Stored records:
────────────────

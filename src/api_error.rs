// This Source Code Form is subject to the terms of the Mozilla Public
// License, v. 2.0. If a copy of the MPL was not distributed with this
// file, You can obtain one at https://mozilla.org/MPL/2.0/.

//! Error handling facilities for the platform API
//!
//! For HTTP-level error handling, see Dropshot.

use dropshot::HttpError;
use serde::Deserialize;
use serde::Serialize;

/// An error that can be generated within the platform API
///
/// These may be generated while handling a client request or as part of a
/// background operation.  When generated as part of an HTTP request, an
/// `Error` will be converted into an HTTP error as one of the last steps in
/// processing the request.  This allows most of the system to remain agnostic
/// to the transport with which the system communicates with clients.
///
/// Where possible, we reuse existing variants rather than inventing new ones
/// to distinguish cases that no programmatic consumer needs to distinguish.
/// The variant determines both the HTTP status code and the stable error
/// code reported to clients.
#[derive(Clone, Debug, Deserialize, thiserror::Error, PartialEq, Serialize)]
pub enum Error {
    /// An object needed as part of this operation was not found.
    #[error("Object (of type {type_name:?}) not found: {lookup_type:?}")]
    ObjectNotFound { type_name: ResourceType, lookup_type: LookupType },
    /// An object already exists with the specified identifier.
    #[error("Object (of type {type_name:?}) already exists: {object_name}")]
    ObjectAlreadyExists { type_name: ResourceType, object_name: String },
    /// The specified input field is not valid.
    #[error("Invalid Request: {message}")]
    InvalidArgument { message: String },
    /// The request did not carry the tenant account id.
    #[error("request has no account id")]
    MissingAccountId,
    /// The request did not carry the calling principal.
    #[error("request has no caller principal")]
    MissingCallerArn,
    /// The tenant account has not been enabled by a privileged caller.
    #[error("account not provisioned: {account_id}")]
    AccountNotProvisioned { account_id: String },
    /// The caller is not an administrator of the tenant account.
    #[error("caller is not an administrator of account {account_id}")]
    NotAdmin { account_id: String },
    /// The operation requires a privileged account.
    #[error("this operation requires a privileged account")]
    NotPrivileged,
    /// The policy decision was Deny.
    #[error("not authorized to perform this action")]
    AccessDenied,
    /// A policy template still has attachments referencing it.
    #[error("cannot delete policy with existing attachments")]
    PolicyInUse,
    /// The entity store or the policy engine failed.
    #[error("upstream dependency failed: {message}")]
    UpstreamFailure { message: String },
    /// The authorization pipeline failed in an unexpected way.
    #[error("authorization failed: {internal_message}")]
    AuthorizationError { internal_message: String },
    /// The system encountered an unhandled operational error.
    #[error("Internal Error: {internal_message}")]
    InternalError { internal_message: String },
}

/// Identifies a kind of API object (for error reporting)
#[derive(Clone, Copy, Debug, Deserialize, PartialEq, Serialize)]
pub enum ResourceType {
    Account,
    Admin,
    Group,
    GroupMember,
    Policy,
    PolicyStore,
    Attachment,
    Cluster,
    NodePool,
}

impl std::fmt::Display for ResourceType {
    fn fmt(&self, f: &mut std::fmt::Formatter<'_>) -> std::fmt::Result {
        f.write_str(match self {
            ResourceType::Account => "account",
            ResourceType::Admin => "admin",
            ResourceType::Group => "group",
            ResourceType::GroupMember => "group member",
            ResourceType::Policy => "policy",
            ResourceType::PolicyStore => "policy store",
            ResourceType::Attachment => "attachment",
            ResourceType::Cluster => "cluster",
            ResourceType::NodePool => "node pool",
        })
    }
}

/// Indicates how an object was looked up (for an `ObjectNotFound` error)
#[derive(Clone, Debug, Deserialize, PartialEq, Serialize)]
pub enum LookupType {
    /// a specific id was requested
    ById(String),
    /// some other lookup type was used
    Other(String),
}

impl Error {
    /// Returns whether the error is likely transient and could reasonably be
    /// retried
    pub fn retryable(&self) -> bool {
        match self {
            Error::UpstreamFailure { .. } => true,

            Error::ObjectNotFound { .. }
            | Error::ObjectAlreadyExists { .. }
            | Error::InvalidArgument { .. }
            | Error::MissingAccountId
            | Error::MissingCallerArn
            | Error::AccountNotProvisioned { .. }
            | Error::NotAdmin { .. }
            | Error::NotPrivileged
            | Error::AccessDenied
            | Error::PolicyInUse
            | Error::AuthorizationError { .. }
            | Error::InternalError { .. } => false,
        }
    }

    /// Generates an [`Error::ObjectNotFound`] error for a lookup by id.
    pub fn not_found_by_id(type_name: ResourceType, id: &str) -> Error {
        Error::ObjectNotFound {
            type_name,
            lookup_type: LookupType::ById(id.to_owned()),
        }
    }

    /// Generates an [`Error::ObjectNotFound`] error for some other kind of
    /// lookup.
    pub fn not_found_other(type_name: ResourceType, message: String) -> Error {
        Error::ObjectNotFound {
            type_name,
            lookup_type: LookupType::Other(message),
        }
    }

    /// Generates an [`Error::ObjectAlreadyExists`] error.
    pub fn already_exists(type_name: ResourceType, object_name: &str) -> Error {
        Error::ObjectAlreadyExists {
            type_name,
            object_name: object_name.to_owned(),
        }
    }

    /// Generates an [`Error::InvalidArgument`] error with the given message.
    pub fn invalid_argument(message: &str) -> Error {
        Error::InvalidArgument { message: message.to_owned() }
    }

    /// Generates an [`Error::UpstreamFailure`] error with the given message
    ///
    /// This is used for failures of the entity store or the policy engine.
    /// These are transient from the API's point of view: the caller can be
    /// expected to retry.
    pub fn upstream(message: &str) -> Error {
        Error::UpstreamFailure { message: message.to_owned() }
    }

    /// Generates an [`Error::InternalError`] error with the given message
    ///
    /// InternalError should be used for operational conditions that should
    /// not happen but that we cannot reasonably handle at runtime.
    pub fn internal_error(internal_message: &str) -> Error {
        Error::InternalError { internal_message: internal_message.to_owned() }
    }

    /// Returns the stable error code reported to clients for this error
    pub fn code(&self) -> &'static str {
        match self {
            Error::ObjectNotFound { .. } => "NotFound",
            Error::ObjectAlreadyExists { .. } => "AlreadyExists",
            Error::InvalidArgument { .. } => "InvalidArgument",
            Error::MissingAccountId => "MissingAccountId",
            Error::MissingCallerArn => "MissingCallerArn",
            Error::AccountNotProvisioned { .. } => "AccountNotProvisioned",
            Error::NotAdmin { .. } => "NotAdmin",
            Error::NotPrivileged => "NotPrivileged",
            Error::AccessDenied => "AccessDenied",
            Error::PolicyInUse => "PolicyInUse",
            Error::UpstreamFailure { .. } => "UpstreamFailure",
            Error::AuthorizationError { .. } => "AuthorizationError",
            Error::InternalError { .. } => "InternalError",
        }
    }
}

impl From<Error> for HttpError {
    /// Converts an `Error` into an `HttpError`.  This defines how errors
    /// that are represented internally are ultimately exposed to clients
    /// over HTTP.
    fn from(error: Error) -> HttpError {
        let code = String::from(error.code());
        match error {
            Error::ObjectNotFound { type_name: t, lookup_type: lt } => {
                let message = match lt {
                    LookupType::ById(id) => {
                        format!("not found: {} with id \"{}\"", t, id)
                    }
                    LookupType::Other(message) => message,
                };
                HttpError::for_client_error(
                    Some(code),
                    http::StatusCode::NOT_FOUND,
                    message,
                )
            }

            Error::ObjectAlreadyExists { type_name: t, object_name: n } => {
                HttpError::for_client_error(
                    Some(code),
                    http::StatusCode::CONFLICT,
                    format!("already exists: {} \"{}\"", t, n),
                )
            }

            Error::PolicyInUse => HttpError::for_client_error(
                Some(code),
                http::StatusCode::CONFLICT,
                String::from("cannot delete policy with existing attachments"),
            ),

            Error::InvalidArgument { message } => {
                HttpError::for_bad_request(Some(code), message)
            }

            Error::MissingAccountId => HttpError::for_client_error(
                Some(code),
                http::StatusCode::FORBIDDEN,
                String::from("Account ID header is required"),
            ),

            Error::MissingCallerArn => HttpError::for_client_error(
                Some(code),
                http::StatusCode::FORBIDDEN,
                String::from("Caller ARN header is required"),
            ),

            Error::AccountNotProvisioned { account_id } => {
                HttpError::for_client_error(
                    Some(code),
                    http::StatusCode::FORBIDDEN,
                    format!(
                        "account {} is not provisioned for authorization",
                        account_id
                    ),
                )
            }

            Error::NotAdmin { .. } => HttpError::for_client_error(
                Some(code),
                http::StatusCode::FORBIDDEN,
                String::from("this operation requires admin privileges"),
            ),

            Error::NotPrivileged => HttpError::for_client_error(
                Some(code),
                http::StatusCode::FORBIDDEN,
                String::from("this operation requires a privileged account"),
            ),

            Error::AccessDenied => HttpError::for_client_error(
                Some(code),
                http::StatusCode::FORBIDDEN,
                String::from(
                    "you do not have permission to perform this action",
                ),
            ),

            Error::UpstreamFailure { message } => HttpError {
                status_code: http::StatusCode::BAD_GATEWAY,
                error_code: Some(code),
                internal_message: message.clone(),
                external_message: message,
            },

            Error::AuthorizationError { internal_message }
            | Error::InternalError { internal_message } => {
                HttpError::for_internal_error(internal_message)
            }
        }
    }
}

────────────────

Say how many lines in the data above contain the string "NodePool", and give no other output.

2